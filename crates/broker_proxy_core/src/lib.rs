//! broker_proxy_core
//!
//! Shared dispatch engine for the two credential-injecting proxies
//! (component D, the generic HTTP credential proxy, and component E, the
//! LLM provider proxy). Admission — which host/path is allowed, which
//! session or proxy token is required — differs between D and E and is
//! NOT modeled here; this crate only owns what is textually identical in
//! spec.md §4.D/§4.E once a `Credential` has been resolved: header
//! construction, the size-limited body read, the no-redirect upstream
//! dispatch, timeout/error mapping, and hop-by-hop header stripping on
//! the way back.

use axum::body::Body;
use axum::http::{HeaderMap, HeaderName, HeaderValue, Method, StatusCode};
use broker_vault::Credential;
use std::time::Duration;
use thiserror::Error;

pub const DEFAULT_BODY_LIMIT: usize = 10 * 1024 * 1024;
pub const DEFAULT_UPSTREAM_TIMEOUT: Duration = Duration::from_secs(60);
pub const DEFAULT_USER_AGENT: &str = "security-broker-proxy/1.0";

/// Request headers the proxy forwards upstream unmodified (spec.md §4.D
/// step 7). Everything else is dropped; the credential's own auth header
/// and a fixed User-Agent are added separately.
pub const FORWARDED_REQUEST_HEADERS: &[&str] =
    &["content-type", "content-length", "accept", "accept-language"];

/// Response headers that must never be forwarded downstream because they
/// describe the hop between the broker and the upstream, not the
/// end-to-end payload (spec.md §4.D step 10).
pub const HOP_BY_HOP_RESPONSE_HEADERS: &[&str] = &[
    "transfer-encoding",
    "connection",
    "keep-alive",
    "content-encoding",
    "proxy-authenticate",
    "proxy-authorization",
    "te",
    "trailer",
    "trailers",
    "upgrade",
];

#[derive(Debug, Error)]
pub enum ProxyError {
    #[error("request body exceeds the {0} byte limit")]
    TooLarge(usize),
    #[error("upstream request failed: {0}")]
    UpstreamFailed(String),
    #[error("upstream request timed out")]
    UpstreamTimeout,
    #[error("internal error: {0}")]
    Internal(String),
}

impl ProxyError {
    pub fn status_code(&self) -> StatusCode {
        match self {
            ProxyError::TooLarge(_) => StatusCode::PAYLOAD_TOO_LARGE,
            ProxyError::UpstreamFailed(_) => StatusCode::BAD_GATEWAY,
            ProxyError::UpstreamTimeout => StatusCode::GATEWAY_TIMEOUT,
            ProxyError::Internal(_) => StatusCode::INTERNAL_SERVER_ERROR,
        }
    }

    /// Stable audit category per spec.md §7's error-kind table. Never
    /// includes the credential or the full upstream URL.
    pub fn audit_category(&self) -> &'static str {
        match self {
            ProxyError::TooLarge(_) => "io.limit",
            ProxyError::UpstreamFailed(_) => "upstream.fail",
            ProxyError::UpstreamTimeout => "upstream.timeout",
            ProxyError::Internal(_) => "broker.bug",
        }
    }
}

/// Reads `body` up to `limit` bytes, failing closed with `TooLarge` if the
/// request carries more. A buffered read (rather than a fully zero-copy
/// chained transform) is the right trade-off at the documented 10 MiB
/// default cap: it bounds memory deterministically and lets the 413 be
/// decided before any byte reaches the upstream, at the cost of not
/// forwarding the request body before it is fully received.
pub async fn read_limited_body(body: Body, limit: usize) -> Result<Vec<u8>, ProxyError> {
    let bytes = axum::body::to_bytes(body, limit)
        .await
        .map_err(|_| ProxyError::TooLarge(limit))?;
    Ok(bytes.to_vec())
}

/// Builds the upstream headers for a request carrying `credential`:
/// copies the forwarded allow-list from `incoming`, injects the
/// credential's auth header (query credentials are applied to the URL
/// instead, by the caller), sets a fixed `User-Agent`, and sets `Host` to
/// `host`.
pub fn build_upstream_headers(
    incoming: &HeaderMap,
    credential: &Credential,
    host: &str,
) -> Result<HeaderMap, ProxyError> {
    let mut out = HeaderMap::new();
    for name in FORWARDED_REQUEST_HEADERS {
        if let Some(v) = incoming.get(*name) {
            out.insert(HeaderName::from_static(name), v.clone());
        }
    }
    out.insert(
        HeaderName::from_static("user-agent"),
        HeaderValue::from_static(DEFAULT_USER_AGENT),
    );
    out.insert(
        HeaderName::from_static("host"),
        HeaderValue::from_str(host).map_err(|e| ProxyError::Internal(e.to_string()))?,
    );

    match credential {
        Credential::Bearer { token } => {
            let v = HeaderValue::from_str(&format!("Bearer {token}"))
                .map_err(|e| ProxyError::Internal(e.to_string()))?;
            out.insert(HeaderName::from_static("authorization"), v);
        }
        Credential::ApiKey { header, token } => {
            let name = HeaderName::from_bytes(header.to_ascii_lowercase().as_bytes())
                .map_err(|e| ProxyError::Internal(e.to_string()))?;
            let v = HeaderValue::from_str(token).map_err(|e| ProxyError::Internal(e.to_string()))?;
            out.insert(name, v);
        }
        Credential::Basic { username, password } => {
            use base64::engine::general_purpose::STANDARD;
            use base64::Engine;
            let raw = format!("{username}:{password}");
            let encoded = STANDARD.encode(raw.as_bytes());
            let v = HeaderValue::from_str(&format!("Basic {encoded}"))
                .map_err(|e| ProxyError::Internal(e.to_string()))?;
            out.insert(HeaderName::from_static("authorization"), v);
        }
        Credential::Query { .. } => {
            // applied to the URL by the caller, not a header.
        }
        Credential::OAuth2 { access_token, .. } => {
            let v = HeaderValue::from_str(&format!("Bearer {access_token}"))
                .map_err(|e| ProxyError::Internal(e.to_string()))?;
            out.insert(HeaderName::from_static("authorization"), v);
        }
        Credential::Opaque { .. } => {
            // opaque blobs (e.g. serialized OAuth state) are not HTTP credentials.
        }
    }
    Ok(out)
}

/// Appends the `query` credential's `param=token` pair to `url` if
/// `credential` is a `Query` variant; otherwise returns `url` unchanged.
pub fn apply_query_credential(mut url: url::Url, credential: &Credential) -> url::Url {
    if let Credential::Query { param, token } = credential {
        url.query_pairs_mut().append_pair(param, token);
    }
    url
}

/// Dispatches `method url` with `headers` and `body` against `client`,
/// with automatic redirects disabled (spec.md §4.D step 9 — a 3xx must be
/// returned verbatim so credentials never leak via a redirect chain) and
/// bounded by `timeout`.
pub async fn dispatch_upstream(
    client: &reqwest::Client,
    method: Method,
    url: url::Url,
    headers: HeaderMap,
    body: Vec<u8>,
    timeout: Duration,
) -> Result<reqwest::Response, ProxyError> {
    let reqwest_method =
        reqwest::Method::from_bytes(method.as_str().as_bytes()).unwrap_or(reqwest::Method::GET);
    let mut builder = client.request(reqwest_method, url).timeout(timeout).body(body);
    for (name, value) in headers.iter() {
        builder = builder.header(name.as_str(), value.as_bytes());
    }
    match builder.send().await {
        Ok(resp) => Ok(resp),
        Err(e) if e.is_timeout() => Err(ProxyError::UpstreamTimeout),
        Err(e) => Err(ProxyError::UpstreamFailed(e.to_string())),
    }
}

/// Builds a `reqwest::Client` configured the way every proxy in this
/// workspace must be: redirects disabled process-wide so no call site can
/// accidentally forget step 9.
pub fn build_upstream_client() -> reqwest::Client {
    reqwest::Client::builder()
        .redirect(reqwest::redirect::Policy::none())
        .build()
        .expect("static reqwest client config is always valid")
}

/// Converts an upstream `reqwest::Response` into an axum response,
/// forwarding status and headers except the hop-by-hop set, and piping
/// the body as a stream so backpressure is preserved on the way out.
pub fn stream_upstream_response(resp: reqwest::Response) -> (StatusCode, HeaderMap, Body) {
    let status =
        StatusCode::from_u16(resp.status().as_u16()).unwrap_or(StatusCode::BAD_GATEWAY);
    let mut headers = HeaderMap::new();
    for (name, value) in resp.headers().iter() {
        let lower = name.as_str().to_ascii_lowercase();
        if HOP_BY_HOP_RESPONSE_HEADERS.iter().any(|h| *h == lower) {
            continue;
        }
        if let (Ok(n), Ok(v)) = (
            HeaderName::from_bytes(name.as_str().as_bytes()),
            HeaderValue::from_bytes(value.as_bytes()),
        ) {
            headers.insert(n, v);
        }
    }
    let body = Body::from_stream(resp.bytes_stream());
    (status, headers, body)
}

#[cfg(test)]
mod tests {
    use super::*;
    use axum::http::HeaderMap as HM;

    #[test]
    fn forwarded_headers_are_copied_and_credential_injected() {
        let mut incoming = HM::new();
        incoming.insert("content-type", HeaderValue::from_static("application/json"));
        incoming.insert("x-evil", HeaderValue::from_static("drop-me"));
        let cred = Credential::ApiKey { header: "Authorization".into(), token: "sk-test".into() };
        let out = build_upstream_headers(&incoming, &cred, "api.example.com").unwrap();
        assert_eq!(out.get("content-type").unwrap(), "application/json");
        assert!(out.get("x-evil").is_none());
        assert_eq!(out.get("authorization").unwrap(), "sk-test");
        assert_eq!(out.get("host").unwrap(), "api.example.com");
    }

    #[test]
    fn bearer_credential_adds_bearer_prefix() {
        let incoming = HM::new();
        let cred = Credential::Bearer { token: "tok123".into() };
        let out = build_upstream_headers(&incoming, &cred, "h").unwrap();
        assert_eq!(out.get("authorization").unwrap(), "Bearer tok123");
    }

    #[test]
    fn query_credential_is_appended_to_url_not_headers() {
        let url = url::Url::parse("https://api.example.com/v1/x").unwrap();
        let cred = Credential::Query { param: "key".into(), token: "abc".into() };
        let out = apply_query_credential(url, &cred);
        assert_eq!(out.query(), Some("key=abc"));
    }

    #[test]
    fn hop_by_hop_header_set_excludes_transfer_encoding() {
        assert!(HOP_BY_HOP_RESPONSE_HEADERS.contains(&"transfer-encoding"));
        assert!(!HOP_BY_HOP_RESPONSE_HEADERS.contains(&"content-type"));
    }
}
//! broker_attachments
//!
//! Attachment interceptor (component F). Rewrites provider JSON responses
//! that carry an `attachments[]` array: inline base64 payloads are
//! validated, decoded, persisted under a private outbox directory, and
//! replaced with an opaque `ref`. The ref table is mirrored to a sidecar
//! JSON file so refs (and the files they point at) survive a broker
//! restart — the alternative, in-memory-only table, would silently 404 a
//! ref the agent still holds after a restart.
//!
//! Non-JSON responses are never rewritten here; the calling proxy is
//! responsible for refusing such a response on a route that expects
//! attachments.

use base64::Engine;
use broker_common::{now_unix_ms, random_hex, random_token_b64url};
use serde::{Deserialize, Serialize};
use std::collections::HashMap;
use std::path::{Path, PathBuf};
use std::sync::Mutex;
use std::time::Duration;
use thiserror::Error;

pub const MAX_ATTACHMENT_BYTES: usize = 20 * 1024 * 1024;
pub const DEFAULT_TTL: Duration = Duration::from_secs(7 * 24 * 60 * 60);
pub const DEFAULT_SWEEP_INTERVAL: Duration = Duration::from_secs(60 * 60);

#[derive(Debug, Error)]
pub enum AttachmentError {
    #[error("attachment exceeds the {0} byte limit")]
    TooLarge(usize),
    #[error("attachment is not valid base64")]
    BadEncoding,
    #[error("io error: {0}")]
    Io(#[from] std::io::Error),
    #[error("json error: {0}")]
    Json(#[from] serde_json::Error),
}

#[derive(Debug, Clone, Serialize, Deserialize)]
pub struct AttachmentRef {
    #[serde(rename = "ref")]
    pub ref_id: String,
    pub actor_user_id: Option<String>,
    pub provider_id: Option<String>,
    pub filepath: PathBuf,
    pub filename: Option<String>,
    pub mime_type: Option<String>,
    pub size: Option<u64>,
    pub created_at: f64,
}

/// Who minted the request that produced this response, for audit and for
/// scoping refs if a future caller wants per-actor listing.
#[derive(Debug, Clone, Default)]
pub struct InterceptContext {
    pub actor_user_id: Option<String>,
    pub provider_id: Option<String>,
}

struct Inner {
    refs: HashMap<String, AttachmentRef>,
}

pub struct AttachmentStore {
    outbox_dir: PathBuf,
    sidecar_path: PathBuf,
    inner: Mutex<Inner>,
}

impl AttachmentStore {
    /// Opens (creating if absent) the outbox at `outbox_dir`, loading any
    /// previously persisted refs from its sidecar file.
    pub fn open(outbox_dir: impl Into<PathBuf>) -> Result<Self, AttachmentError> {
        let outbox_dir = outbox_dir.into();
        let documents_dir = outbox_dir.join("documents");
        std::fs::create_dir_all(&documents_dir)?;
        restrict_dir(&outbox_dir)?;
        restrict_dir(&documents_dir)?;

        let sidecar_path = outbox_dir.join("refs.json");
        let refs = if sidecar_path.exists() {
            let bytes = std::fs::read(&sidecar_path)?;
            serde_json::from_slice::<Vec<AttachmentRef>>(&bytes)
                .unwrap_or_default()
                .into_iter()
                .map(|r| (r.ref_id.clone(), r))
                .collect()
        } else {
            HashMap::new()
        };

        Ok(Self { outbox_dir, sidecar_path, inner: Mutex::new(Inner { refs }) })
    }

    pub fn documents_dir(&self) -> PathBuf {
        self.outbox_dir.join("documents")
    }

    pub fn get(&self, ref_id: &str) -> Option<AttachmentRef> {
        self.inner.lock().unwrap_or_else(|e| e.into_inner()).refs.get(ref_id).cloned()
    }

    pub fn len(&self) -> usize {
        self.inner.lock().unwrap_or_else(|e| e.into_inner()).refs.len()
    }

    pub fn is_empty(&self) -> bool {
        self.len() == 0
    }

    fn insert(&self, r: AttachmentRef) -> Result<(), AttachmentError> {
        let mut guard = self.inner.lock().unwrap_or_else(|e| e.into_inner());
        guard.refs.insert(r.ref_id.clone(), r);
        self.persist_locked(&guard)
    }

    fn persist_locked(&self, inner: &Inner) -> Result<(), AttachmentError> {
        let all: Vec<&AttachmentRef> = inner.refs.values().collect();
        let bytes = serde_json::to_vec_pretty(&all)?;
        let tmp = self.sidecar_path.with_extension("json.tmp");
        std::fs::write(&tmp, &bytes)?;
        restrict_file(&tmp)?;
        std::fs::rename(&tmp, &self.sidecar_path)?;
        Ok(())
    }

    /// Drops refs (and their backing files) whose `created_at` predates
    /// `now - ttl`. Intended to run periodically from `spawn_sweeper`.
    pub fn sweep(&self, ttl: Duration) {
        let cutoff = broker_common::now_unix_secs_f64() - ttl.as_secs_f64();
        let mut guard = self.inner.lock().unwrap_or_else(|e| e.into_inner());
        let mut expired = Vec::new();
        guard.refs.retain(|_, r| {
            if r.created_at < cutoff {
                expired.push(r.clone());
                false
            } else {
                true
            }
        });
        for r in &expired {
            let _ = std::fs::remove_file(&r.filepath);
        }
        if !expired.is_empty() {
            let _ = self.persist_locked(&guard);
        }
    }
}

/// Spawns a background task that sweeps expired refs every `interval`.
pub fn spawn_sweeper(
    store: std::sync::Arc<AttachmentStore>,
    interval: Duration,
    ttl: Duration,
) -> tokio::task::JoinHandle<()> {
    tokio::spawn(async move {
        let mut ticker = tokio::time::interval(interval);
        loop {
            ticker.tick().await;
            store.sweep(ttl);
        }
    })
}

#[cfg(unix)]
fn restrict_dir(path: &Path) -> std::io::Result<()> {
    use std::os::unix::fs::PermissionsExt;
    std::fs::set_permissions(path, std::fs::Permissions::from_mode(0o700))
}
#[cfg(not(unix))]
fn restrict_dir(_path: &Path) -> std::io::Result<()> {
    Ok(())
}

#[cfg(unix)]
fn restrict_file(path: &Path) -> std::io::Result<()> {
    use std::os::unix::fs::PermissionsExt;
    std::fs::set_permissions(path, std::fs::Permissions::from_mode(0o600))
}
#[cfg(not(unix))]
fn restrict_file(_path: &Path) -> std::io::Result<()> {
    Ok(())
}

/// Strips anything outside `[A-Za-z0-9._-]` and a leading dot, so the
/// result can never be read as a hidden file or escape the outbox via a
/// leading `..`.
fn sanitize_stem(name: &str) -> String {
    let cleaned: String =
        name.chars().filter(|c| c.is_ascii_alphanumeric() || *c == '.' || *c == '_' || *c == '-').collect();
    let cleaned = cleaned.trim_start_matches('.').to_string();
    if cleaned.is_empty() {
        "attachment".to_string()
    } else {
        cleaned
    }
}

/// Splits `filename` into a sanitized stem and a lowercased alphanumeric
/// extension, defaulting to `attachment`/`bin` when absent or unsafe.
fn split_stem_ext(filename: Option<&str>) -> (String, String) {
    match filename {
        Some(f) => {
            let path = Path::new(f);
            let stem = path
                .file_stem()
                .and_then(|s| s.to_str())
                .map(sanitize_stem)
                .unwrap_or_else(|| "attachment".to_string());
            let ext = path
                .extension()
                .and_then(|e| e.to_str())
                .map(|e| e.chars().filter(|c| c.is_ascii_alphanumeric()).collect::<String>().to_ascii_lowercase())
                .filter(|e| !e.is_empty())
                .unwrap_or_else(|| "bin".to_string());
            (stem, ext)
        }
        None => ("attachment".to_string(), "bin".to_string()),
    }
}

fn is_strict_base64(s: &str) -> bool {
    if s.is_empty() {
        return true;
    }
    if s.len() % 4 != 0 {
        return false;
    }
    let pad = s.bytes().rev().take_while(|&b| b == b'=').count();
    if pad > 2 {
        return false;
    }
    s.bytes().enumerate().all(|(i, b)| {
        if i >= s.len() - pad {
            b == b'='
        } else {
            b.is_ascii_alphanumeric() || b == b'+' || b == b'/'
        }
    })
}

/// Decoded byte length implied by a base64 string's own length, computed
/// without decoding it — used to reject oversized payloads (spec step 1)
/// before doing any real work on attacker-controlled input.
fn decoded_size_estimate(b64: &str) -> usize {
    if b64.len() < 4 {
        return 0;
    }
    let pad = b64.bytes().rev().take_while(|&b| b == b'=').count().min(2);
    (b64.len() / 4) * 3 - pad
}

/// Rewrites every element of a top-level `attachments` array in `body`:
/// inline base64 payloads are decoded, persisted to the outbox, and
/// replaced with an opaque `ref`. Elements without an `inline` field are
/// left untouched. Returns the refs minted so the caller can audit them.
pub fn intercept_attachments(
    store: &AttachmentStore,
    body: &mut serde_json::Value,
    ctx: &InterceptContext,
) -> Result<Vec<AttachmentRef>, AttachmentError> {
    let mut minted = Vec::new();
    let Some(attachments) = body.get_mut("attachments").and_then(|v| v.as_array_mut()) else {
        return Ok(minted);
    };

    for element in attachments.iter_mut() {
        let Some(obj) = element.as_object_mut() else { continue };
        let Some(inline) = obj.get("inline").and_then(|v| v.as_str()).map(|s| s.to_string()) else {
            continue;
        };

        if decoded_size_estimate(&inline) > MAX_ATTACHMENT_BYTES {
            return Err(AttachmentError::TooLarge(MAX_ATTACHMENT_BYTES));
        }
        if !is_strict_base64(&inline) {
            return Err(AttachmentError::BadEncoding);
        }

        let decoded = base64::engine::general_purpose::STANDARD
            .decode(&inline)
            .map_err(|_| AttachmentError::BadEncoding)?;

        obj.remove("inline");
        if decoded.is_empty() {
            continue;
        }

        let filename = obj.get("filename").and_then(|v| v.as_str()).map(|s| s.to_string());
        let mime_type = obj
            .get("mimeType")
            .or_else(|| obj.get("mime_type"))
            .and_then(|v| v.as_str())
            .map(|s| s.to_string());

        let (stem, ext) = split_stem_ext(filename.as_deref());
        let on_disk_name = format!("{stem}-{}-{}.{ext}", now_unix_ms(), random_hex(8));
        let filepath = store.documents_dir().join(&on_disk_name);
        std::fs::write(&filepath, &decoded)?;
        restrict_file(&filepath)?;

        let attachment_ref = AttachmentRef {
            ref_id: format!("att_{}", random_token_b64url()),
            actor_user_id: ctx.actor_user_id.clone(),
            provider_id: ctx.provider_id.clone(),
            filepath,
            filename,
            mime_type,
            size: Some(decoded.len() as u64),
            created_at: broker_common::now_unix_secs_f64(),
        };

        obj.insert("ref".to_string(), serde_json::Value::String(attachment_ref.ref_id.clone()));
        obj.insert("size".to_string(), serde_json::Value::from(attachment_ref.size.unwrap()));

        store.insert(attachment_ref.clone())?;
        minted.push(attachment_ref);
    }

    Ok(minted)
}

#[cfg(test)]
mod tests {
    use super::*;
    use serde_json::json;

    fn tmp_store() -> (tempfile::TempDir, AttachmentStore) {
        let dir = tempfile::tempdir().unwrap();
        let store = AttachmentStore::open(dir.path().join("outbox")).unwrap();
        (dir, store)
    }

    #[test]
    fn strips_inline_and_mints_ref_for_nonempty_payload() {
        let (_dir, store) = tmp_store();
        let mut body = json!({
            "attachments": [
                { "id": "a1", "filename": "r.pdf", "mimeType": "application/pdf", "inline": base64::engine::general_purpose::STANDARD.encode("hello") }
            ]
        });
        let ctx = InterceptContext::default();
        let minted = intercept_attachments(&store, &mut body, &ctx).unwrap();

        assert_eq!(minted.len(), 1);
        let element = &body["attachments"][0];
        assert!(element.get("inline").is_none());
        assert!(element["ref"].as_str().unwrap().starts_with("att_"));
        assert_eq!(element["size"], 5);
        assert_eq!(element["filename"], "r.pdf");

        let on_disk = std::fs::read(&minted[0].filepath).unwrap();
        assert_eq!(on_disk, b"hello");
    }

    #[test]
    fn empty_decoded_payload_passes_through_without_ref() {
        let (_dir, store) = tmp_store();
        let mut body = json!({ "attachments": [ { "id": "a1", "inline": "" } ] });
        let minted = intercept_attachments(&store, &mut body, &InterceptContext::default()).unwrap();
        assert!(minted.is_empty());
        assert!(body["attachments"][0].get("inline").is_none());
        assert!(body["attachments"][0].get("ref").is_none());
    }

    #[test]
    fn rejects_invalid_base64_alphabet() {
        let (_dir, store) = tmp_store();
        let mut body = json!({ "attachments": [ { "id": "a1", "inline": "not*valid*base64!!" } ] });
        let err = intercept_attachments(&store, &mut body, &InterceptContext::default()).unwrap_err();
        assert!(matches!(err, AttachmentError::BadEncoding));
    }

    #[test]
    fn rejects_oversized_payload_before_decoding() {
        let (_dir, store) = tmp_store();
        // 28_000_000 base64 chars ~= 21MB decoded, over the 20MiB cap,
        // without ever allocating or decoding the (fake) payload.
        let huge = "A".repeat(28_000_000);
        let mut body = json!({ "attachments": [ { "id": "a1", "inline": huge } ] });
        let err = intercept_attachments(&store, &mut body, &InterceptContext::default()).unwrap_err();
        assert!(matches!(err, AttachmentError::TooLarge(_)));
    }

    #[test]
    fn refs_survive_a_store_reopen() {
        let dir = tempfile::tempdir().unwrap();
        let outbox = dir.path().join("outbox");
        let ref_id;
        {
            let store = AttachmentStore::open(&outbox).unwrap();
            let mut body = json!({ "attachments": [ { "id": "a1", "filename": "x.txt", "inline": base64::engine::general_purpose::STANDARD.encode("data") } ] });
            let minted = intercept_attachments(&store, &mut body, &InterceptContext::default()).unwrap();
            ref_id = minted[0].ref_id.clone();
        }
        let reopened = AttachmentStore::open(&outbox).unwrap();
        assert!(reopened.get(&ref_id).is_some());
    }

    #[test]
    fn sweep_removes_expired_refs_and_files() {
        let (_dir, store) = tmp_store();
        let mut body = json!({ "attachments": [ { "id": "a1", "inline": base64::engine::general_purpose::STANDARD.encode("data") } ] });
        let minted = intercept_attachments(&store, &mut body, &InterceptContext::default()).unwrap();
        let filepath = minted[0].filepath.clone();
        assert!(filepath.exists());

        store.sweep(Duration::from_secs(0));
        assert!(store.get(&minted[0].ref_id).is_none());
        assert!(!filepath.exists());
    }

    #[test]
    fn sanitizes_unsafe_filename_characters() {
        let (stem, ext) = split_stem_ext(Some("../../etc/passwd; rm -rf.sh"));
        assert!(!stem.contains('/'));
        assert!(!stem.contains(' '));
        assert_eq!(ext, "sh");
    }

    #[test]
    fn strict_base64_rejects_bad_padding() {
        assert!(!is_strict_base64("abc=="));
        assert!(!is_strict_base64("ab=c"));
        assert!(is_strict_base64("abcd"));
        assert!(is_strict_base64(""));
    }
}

+ + +

◆ BRIEF
Sift the material for lines that include the word "persisted", and copy each one.

◆ ANSWER BOX
//! validated, decoded, persisted under a private outbox directory, and
    /// previously persisted refs from its sidecar file.
/// inline base64 payloads are decoded, persisted to the outbox, and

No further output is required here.